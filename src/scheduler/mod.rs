//! The top-level scheduler: task registry, per-CPU runqueues, and the
//! shared watermark map, wired together behind the lock discipline laid
//! out below (`pi_lock` before `rq.lock`, `rq.lock`s acquired in ascending
//! `CoreId` order, remote `rq.lock`s only ever try-locked).
//!
//! Generalizes the host scheduler's single `PerCoreScheduler`-per-core
//! design (`scheduler/mod.rs`) into an explicit multi-core struct: where
//! the host reaches into core-local storage for "the current core's
//! scheduler", every entry point here takes an explicit [`task::CoreId`].

pub mod dispatch;
pub mod lifecycle;
pub mod pi;
pub mod policy;
pub mod queue;
pub mod runqueue;
pub mod task;
pub mod tick;
pub mod wakeup;
pub mod watermark;

use alloc::boxed::Box;
use alloc::sync::Arc;
use alloc::vec::Vec;
use core::sync::atomic::{AtomicU64, AtomicU8, Ordering};

use hashbrown::HashMap;
use hermit_sync::{InterruptTicketMutex, SpinMutex};

use crate::error::{Result, SchedError};
use crate::hooks::ArchHooks;
use crate::topology::Topology;
use lifecycle::CpuState;
use runqueue::RunQueue;
use task::{CoreId, Task, TaskId};
use watermark::WatermarkMap;

/// A task's state behind its own lock: this **is** the per-task `pi_lock`.
pub type TaskLock = SpinMutex<Task>;

/// The scheduler-wide task registry (the "task table"), keyed by
/// [`TaskId`]. Entries are only ever removed on task exit; while a task
/// exists its `Arc<TaskLock>` may be held by callers across a `rq.lock`.
type TaskTable = HashMap<TaskId, Arc<TaskLock>, ahash::RandomState>;

/// The complete scheduler: one [`RunQueue`] per CPU, the task registry, the
/// shared watermark map, the CPU topology, and the embedder's
/// [`ArchHooks`].
pub struct Scheduler {
	hooks: Box<dyn ArchHooks>,
	topology: Topology,
	watermark: WatermarkMap,
	runqueues: Vec<InterruptTicketMutex<RunQueue>>,
	/// Hotplug state per CPU, independent of `RunQueue::is_online`
	/// so a CPU mid-`Starting`/`Dying` transition can be told apart from
	/// one that is simply offline.
	cpu_states: Vec<SpinMutex<CpuState>>,
	tasks: InterruptTicketMutex<TaskTable>,
	next_task_id: AtomicU64,
	/// Process-global yield-mode configuration (§4.9): every `sched_yield`
	/// caller observes the same policy, so this lives on the scheduler
	/// rather than per-call.
	yield_mode: AtomicU8,
}

impl Scheduler {
	/// Builds a scheduler over `topology.ncpus()` CPUs, none of which are
	/// online yet (the lifecycle starts at `POSSIBLE`). Each CPU is given
	/// an idle task and a stopper task up front so `RunQueue::current`/
	/// `RunQueue::stopper` are always valid.
	pub fn new(topology: Topology, hooks: Box<dyn ArchHooks>) -> Self {
		let ncpus = topology.ncpus();
		let watermark = WatermarkMap::new(ncpus);
		let tasks: TaskTable = HashMap::default();
		let tasks = InterruptTicketMutex::new(tasks);
		let next_task_id = AtomicU64::new(0);

		let mut runqueues = Vec::with_capacity(ncpus);
		let cpu_states = (0..ncpus).map(|_| SpinMutex::new(CpuState::Possible)).collect();
		let yield_mode = AtomicU8::new(0);
		let this = Self { hooks, topology, watermark, runqueues: Vec::new(), cpu_states, tasks, next_task_id, yield_mode };

		for cpu in 0..ncpus as CoreId {
			let idle_id = this.alloc_task_id();
			let stopper_id = this.alloc_task_id();
			let full_mask = crate::bitmap::StaticCpuSet::single(cpu, ncpus);
			let idle = Task::idle(idle_id, cpu, full_mask.clone());
			let mut stopper = Task::new(stopper_id, task::Policy::Stop, cpu, full_mask);
			stopper.rt_priority = 99;
			stopper.normal_prio = task::normal_prio(stopper.policy, stopper.static_prio, stopper.rt_priority);
			stopper.prio = stopper.normal_prio;

			this.tasks.lock().insert(idle_id, Arc::new(SpinMutex::new(idle)));
			this.tasks.lock().insert(stopper_id, Arc::new(SpinMutex::new(stopper)));
			runqueues.push(InterruptTicketMutex::new(RunQueue::new(cpu, idle_id, stopper_id)));
		}

		Self { runqueues, ..this }
	}

	pub fn ncpus(&self) -> usize {
		self.topology.ncpus()
	}

	pub fn topology(&self) -> &Topology {
		&self.topology
	}

	pub fn watermark(&self) -> &WatermarkMap {
		&self.watermark
	}

	pub(crate) fn hooks(&self) -> &dyn ArchHooks {
		&*self.hooks
	}

	pub(crate) fn rq(&self, cpu: CoreId) -> &InterruptTicketMutex<RunQueue> {
		&self.runqueues[cpu as usize]
	}

	fn alloc_task_id(&self) -> TaskId {
		TaskId::new(self.next_task_id.fetch_add(1, Ordering::Relaxed))
	}

	pub(crate) fn task(&self, id: TaskId) -> Option<Arc<TaskLock>> {
		self.tasks.lock().get(&id).cloned()
	}

	pub(crate) fn insert_task(&self, id: TaskId, task: Task) -> Arc<TaskLock> {
		let handle = Arc::new(SpinMutex::new(task));
		self.tasks.lock().insert(id, handle.clone());
		handle
	}

	pub(crate) fn remove_task(&self, id: TaskId) -> Option<Arc<TaskLock>> {
		self.tasks.lock().remove(&id)
	}

	fn require_task(&self, id: TaskId) -> Result<Arc<TaskLock>> {
		self.task(id).ok_or(SchedError::TaskNotFound(id))
	}

	/// A snapshot of every runqueue's counters, in CPU order.
	pub fn runqueue_stats(&self) -> Vec<runqueue::RunqueueStats> {
		self.runqueues.iter().map(|rq| rq.lock().stats()).collect()
	}
}
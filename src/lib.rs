//! A priority-bitmap multi-queue CPU scheduler core.
//!
//! This crate implements the dispatcher a kernel uses to decide which
//! runnable task executes next on each hardware CPU: per-CPU runqueues
//! indexed by a priority bitmap, a global "watermark" map used to pick a
//! target CPU on wakeup, inter-CPU pull migration, SMT sibling balancing,
//! priority inheritance, and the policy/affinity contract surface a kernel
//! exposes to user space.
//!
//! Architecture-specific concerns (register/stack context switch, timer and
//! clock sources, interrupt delivery, per-task FPU/MM state) are not
//! implemented here. The embedder supplies them through [`hooks::ArchHooks`].

#![no_std]
#![warn(rust_2018_idioms)]
#![allow(clippy::missing_safety_doc)]

extern crate alloc;
#[cfg(test)]
extern crate std;

pub mod bitmap;
pub mod config;
pub mod error;
pub mod hooks;
pub mod scheduler;
pub mod topology;

pub use error::SchedError;
pub use scheduler::Scheduler;
pub use scheduler::policy::{Caller, YieldMode};
pub use scheduler::task::{CoreId, Nice, Policy, Priority, TaskHandle, TaskId};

• **Exercise aim**
Transcribe the material exactly as it reads.

• **Solved problem**
filename src/scheduler/mod.rs
//! The top-level scheduler: task registry, per-CPU runqueues, and the
//! shared watermark map, wired together behind the lock discipline laid
//! out below (`pi_lock` before `rq.lock`, `rq.lock`s acquired in ascending
//! `CoreId` order, remote `rq.lock`s only ever try-locked).
//!
//! Generalizes the host scheduler's single `PerCoreScheduler`-per-core
//! design (`scheduler/mod.rs`) into an explicit multi-core struct: where
//! the host reaches into core-local storage for "the current core's
//! scheduler", every entry point here takes an explicit [`task::CoreId`].

pub mod dispatch;
pub mod lifecycle;
pub mod pi;
pub mod policy;
pub mod queue;
pub mod runqueue;
pub mod task;
pub mod tick;
pub mod wakeup;
pub mod watermark;

use alloc::boxed::Box;
use alloc::sync::Arc;
use alloc::vec::Vec;
use core::sync::atomic::{AtomicU64, AtomicU8, Ordering};

use hashbrown::HashMap;
use hermit_sync::{InterruptTicketMutex, SpinMutex};

use crate::error::{Result, SchedError};
use crate::hooks::ArchHooks;
use crate::topology::Topology;
use lifecycle::CpuState;
use runqueue::RunQueue;
use task::{CoreId, Task, TaskId};
use watermark::WatermarkMap;

/// A task's state behind its own lock: this **is** the per-task `pi_lock`.
pub type TaskLock = SpinMutex<Task>;

/// The scheduler-wide task registry (the "task table"), keyed by
/// [`TaskId`]. Entries are only ever removed on task exit; while a task
/// exists its `Arc<TaskLock>` may be held by callers across a `rq.lock`.
type TaskTable = HashMap<TaskId, Arc<TaskLock>, ahash::RandomState>;

/// The complete scheduler: one [`RunQueue`] per CPU, the task registry, the
/// shared watermark map, the CPU topology, and the embedder's
/// [`ArchHooks`].
pub struct Scheduler {
	hooks: Box<dyn ArchHooks>,
	topology: Topology,
	watermark: WatermarkMap,
	runqueues: Vec<InterruptTicketMutex<RunQueue>>,
	/// Hotplug state per CPU, independent of `RunQueue::is_online`
	/// so a CPU mid-`Starting`/`Dying` transition can be told apart from
	/// one that is simply offline.
	cpu_states: Vec<SpinMutex<CpuState>>,
	tasks: InterruptTicketMutex<TaskTable>,
	next_task_id: AtomicU64,
	/// Process-global yield-mode configuration (§4.9): every `sched_yield`
	/// caller observes the same policy, so this lives on the scheduler
	/// rather than per-call.
	yield_mode: AtomicU8,
}

impl Scheduler {
	/// Builds a scheduler over `topology.ncpus()` CPUs, none of which are
	/// online yet (the lifecycle starts at `POSSIBLE`). Each CPU is given
	/// an idle task and a stopper task up front so `RunQueue::current`/
	/// `RunQueue::stopper` are always valid.
	pub fn new(topology: Topology, hooks: Box<dyn ArchHooks>) -> Self {
		let ncpus = topology.ncpus();
		let watermark = WatermarkMap::new(ncpus);
		let tasks: TaskTable = HashMap::default();
		let tasks = InterruptTicketMutex::new(tasks);
		let next_task_id = AtomicU64::new(0);

		let mut runqueues = Vec::with_capacity(ncpus);
		let cpu_states = (0..ncpus).map(|_| SpinMutex::new(CpuState::Possible)).collect();
		let yield_mode = AtomicU8::new(0);
		let this = Self { hooks, topology, watermark, runqueues: Vec::new(), cpu_states, tasks, next_task_id, yield_mode };

		for cpu in 0..ncpus as CoreId {
			let idle_id = this.alloc_task_id();
			let stopper_id = this.alloc_task_id();
			let full_mask = crate::bitmap::StaticCpuSet::single(cpu, ncpus);
			let idle = Task::idle(idle_id, cpu, full_mask.clone());
			let mut stopper = Task::new(stopper_id, task::Policy::Stop, cpu, full_mask);
			stopper.rt_priority = 99;
			stopper.normal_prio = task::normal_prio(stopper.policy, stopper.static_prio, stopper.rt_priority);
			stopper.prio = stopper.normal_prio;

			this.tasks.lock().insert(idle_id, Arc::new(SpinMutex::new(idle)));
			this.tasks.lock().insert(stopper_id, Arc::new(SpinMutex::new(stopper)));
			runqueues.push(InterruptTicketMutex::new(RunQueue::new(cpu, idle_id, stopper_id)));
		}

		Self { runqueues, ..this }
	}

	pub fn ncpus(&self) -> usize {
		self.topology.ncpus()
	}

	pub fn topology(&self) -> &Topology {
		&self.topology
	}

	pub fn watermark(&self) -> &WatermarkMap {
		&self.watermark
	}

	pub(crate) fn hooks(&self) -> &dyn ArchHooks {
		&*self.hooks
	}

	pub(crate) fn rq(&self, cpu: CoreId) -> &InterruptTicketMutex<RunQueue> {
		&self.runqueues[cpu as usize]
	}

	fn alloc_task_id(&self) -> TaskId {
		TaskId::new(self.next_task_id.fetch_add(1, Ordering::Relaxed))
	}

	pub(crate) fn task(&self, id: TaskId) -> Option<Arc<TaskLock>> {
		self.tasks.lock().get(&id).cloned()
	}

	pub(crate) fn insert_task(&self, id: TaskId, task: Task) -> Arc<TaskLock> {
		let handle = Arc::new(SpinMutex::new(task));
		self.tasks.lock().insert(id, handle.clone());
		handle
	}

	pub(crate) fn remove_task(&self, id: TaskId) -> Option<Arc<TaskLock>> {
		self.tasks.lock().remove(&id)
	}

	fn require_task(&self, id: TaskId) -> Result<Arc<TaskLock>> {
		self.task(id).ok_or(SchedError::TaskNotFound(id))
	}

	/// A snapshot of every runqueue's counters, in CPU order.
	pub fn runqueue_stats(&self) -> Vec<runqueue::RunqueueStats> {
		self.runqueues.iter().map(|rq| rq.lock().stats()).collect()
	}
}
filename src/lib.rs
//! A priority-bitmap multi-queue CPU scheduler core.
//!
//! This crate implements the dispatcher a kernel uses to decide which
//! runnable task executes next on each hardware CPU: per-CPU runqueues
//! indexed by a priority bitmap, a global "watermark" map used to pick a
//! target CPU on wakeup, inter-CPU pull migration, SMT sibling balancing,
//! priority inheritance, and the policy/affinity contract surface a kernel
//! exposes to user space.
//!
//! Architecture-specific concerns (register/stack context switch, timer and
//! clock sources, interrupt delivery, per-task FPU/MM state) are not
//! implemented here. The embedder supplies them through [`hooks::ArchHooks`].

#![no_std]
#![warn(rust_2018_idioms)]
#![allow(clippy::missing_safety_doc)]

extern crate alloc;
#[cfg(test)]
extern crate std;

pub mod bitmap;
pub mod config;
pub mod error;
pub mod hooks;
pub mod scheduler;
pub mod topology;

pub use error::SchedError;
pub use scheduler::Scheduler;
pub use scheduler::policy::{Caller, YieldMode};
pub use scheduler::task::{CoreId, Nice, Policy, Priority, TaskHandle, TaskId};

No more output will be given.